Serum fingerprinting by slippery liquid-infused porous SERS for non-invasive lung cancer detection.

Abstract

Lung cancer (LC) remains the most commonly diagnosed cancer. Timely diagnosis is crucial for improving the clinical outcomes of LC patients. Serum molecular patterns reflect the physiological and pathological status of individuals, and are promising as diagnostic targets for malignancies. Here, we report a spectroscopic method for the rapid identification of LC based on the label-free fingerprinting of clinical serum samples with slippery liquid-infused porous surface-enhanced Raman spectroscopy (SLIPSERS).
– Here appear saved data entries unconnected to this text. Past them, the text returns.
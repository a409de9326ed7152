//! Direct-reference relation
//!
//! The source record's foreign key is looked up in the target index. A
//! default query narrows the single candidate: it is returned only while it
//! still satisfies the query.

use std::rc::Rc;

use serde_json::Value;

use super::{RelatedRows, RelationDef, RelationKind};
use crate::database::Database;
use crate::error::Result;
use crate::index::{compute_foreign_key, ForeignKey};
use crate::query::Row;

pub(super) fn related_rows(
    db: &Rc<Database>,
    relation: &RelationDef,
    value: &Value,
) -> Result<RelatedRows> {
    let RelationKind::BelongsTo { fk_field } = &relation.kind else {
        return Ok(RelatedRows::One(None));
    };
    let target = db.model(&relation.target)?;

    // a value holding several keys references no single target
    let ForeignKey::One(key) = compute_foreign_key(
        value,
        target.key_field(),
        target.key_function(),
        Some(fk_field),
    ) else {
        return Ok(RelatedRows::One(None));
    };

    let Some(record) = db.fetch_index(&target, Some(std::slice::from_ref(&key)))?.into_values().next() else {
        return Ok(RelatedRows::One(None));
    };

    match relation.default_query(db) {
        Some(query) => Ok(RelatedRows::One(
            query.get_one(Row::Item(record))?.map(Row::Model),
        )),
        None => Ok(RelatedRows::One(Some(Row::Item(record)))),
    }
}
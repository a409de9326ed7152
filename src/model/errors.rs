//! Model declaration errors
//!
//! All of these are configuration mistakes, detected when a model type is
//! declared, registered, or first navigated by a query.

use thiserror::Error;

/// Result type for model declarations
pub type ModelResult<T> = Result<T, ModelError>;

/// Model declaration and lookup errors
#[derive(Debug, Clone, PartialEq, Eq, Error)]
pub enum ModelError {
    // ==================
    // Declaration
    // ==================
    /// No key field declared
    #[error("Model {0} has no key field; declare one with primary_key()")]
    MissingKeyField(String),

    /// No storage path declared
    #[error("Model {0} has no storage path; a path and a storage shape are required")]
    MissingPath(String),

    /// Key field declared twice or in an invalid accumulated shape
    #[error("Wrong key field: {field} on model {model}")]
    MalformedKeyField { model: String, field: String },

    /// Two models registered under one name
    #[error("Model {0} is registered twice")]
    DuplicateModel(String),

    // ==================
    // Lookup
    // ==================
    /// Model name not in the registry
    #[error("Unknown model: {0}")]
    UnknownModel(String),

    /// Field not declared on the model
    #[error("Model {model} has no field {field}")]
    UnknownField { model: String, field: String },

    /// Field is a plain field where a relation was expected
    #[error("Field {field} of model {model} is not a relation")]
    NotARelation { model: String, field: String },

    /// `query_related` called with no path segments
    #[error("Relation path is empty")]
    EmptyRelationPath,

    // ==================
    // Query building
    // ==================
    /// Value clause that is not an object of field values
    #[error("Query on {model}: {value} is not a field-value object")]
    InvalidClause { model: String, value: String },
}

impl ModelError {
    /// Stable machine-readable code
    pub fn code(&self) -> &'static str {
        match self {
            ModelError::MissingKeyField(_) => "STOREQL_MISSING_KEY_FIELD",
            ModelError::MissingPath(_) => "STOREQL_MISSING_PATH",
            ModelError::MalformedKeyField { .. } => "STOREQL_MALFORMED_KEY_FIELD",
            ModelError::DuplicateModel(_) => "STOREQL_DUPLICATE_MODEL",
            ModelError::UnknownModel(_) => "STOREQL_UNKNOWN_MODEL",
            ModelError::UnknownField { .. } => "STOREQL_UNKNOWN_FIELD",
            ModelError::NotARelation { .. } => "STOREQL_NOT_A_RELATION",
            ModelError::EmptyRelationPath => "STOREQL_EMPTY_RELATION_PATH",
            ModelError::InvalidClause { .. } => "STOREQL_INVALID_CLAUSE",
        }
    }
}
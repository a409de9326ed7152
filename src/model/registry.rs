//! Model type registry
//!
//! Relation targets are stored by name; the registry resolves them on use,
//! so model types may reference each other in any order.

use std::rc::Rc;

use indexmap::IndexMap;

use super::errors::{ModelError, ModelResult};
use super::types::ModelType;
use crate::relation::RelationKind;

/// Model name to descriptor
#[derive(Debug, Default)]
pub struct ModelRegistry {
    models: IndexMap<String, Rc<ModelType>>,
}

impl ModelRegistry {
    pub fn new() -> Self {
        Self::default()
    }

    /// Registers and validates a set of model types
    pub fn build<I>(models: I) -> ModelResult<Self>
    where
        I: IntoIterator<Item = ModelType>,
    {
        let mut registry = Self::new();
        for model in models {
            registry.register(model)?;
        }
        registry.validate()?;
        Ok(registry)
    }

    pub fn register(&mut self, model: ModelType) -> ModelResult<()> {
        if self.models.contains_key(model.name()) {
            return Err(ModelError::DuplicateModel(model.name().to_string()));
        }
        self.models.insert(model.name().to_string(), Rc::new(model));
        Ok(())
    }

    /// Checks that every relation target and through type is registered
    pub fn validate(&self) -> ModelResult<()> {
        for model in self.models.values() {
            for relation in model.relations() {
                self.get(&relation.target)?;
                if let RelationKind::HasManyThrough { through, .. } = &relation.kind {
                    self.get(through)?;
                }
            }
        }
        Ok(())
    }

    pub fn get(&self, name: &str) -> ModelResult<Rc<ModelType>> {
        self.models
            .get(name)
            .cloned()
            .ok_or_else(|| ModelError::UnknownModel(name.to_string()))
    }

    pub fn contains(&self, name: &str) -> bool {
        self.models.contains_key(name)
    }

    /// Model names in registration order
    pub fn names(&self) -> impl Iterator<Item = &str> {
        self.models.keys().map(String::as_str)
    }

    pub fn len(&self) -> usize {
        self.models.len()
    }

    pub fn is_empty(&self) -> bool {
        self.models.is_empty()
    }
}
We first demonstrate the capability of SLIPSERS for the delivery and preconcentration of serum molecules into the SERS hot spots from an evaporating liquid droplet, enabling the acquisition of vibrational fingerprints of serum molecules with only 1 μL of blood serum in minutes. The averaged SLIPSERS signals of the serum sample from a cohort of 33 LC patients and 23 healthy controls reveal both metabolic and biomacromolcular alterations under LC conditions. By analyzing the SLIPSERS data with chemometric methods, we further demonstrate that the SLIPSERS profiling of serum molecular patterns allows the reliable discrimination of LCs from healthy controls. Considering the ease of operation and high efficiency, our SLIPSERS-based serum biopsy method should hold great potential for non-invasive LC diagnosis.